You on the other hand had to walk on eggshells and be perfect Rose. So you have scars as well, as you mentioned. God forbid you colored outside the lines growing up. No room for Rose to be ok with mistakes or anything other than perfect.
The bottom line is that neither you nor your boyfriend are perfect, and neither of you are ever going to be perfect. When you are with him you end up being his mother, he demands that in you sometimes, he also punishes you because his mother 'LET HIM DOWN" and he is still very angry about that in his core.

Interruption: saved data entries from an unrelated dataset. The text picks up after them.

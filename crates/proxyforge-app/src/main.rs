//! ProxyForge - headless proxy generator
//!
//! Imports media files into an anonymous project, generates a proxy for each
//! of them with FFmpeg and prints where every proxy ended up.
//!
//! Usage: `proxyforge <proxy-dir|-> <media>...`
//!
//! `-` writes proxies to the user cache directory. Settings are read from
//! `<config dir>/proxyforge/settings.json` when present.

use anyhow::{bail, Context, Result};
use proxyforge_core::{uri, AssetKind, KindFilter};
use proxyforge_media::{EncodingProfile, FfmpegEngine, FileAssetLoader};
use proxyforge_project::{Project, ProjectEvent, ProjectSettings, ProxyState};
use proxyforge_timeline::{shared, Clip, Timeline};
use std::path::{Path, PathBuf};
use std::sync::Arc;
use std::time::Duration;
use tracing::{info, warn};
use tracing_subscriber::{EnvFilter, FmtSubscriber};

fn main() -> Result<()> {
    // Initialize logging
    let subscriber = FmtSubscriber::builder()
        .with_env_filter(
            EnvFilter::try_from_default_env().unwrap_or_else(|_| EnvFilter::new("info")),
        )
        .finish();
    tracing::subscriber::set_global_default(subscriber)?;

    info!("ProxyForge starting...");
    proxyforge_media::init();

    let mut args = std::env::args().skip(1);
    let Some(proxy_dir) = args.next() else {
        bail!("usage: proxyforge <proxy-dir|-> <media>...");
    };
    let media: Vec<PathBuf> = args.map(PathBuf::from).collect();
    if media.is_empty() {
        bail!("no media files given");
    }

    let mut settings = load_settings()?;
    let proxy_dir = match proxy_dir.as_str() {
        "-" => dirs::cache_dir()
            .context("no cache directory on this platform")?
            .join("proxyforge")
            .join("proxies"),
        dir => PathBuf::from(dir),
    };
    std::fs::create_dir_all(&proxy_dir)
        .with_context(|| format!("cannot create {}", proxy_dir.display()))?;
    let proxy_dir = proxy_dir.canonicalize()?;
    settings.set_proxies_location(Some(&*proxy_dir.to_string_lossy()))?;
    if settings.proxy_profile.is_none() {
        settings.proxy_profile = Some(EncodingProfile::default());
    }
    let idle_timeout = settings.idle_timeout();

    let engine = FfmpegEngine::detect()?;
    info!(ffmpeg = %engine.binary().display(), "Using ffmpeg");

    let mut project = Project::with_backends(
        None,
        Arc::new(FileAssetLoader::new()),
        Arc::new(engine),
    )
    .with_settings(settings);

    project.subscribe(|event| match event {
        ProjectEvent::ErrorLoadingAsset { id, error, .. } => warn!(asset = %id, %error, "Cannot import"),
        ProjectEvent::ProxyFailed { asset_id, error } => warn!(asset = %asset_id, %error, "No proxy"),
        ProjectEvent::ProxiesCreationStarted => info!("Generating proxies"),
        _ => {}
    });

    let timeline = shared(Timeline::new("Imported"));
    for path in &media {
        let id = media_uri(path)?;
        project.create_asset(&id, AssetKind::UriClip);
        timeline.write().add_clip(
            0,
            Clip::new(uri::basename(&id), id.as_str(), AssetKind::UriClip, Duration::ZERO),
        );
    }
    project.use_proxies_for_timeline(&timeline, true);

    wait(&mut project, idle_timeout);
    project.start_proxy_creation();
    wait(&mut project, idle_timeout);

    if project.proxy_state() != ProxyState::Created {
        warn!(state = %project.proxy_state(), "Proxy creation did not finish");
    }

    for asset in project.list_assets(KindFilter::FileBacked) {
        match project.proxy_for(asset.id()) {
            Some(proxy) => println!("{} -> {}", asset.id(), proxy.id()),
            None => println!("{} -> (none)", asset.id()),
        }
    }
    for failure in project.proxy_errors() {
        eprintln!("{}: {}", failure.asset_id, failure.error);
    }

    Ok(())
}

fn load_settings() -> Result<ProjectSettings> {
    let Some(path) = dirs::config_dir().map(|d| d.join("proxyforge").join("settings.json")) else {
        return Ok(ProjectSettings::default());
    };
    if !path.exists() {
        return Ok(ProjectSettings::default());
    }
    info!(path = %path.display(), "Loading settings");
    Ok(ProjectSettings::load(&path)?)
}

fn media_uri(path: &Path) -> Result<String> {
    let absolute = path
        .canonicalize()
        .with_context(|| format!("cannot open {}", path.display()))?;
    Ok(uri::path_to_file_uri(&absolute))
}

/// Pump the project until nothing is outstanding.
fn wait(project: &mut Project, step: Duration) {
    while !project.wait_idle(step) {
        info!(state = %project.proxy_state(), "Still working...");
    }
}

So, while you do special things for him, even love him and care about him, he can't let that complete him or resolve that need to express anger about how that love should have been there, and organized for him when he was abandoned and then taken back and he was not really mothered appropriately "there is a missing piece that still upsets him in the now, to the core of him".
You were taught and raised to be "perfect" and "restricted" and to "please in certain ways for your rewards". So in this relationship, your are frustrated because none of your efforts to "help" him have ever been "perfect enough" and "he never gives you real satisfaction".
The fact that he left and you were lonely at first but then felt better and even had some energy to be productive is all about you having some space to have some of your own sense of perfection and self satisfaction. But, his coming home triggered you because you had to go back to be restrained again because of "his" issues. And it is much like your dad that restrained you because of "his" issue and strict environment.
Rose gets very upset when she is "restricted" by others in any kind of interaction. Rose likes to be in charge and have her own way of doing things the way she likes things to be done. She is very strict in her own nature and very dutiful and recognizes rules and what is "right". So, when Rose is not respected or validated she gets upset and ends up depressed from feeling "repressed somehow".
Does that sound like what may be going on?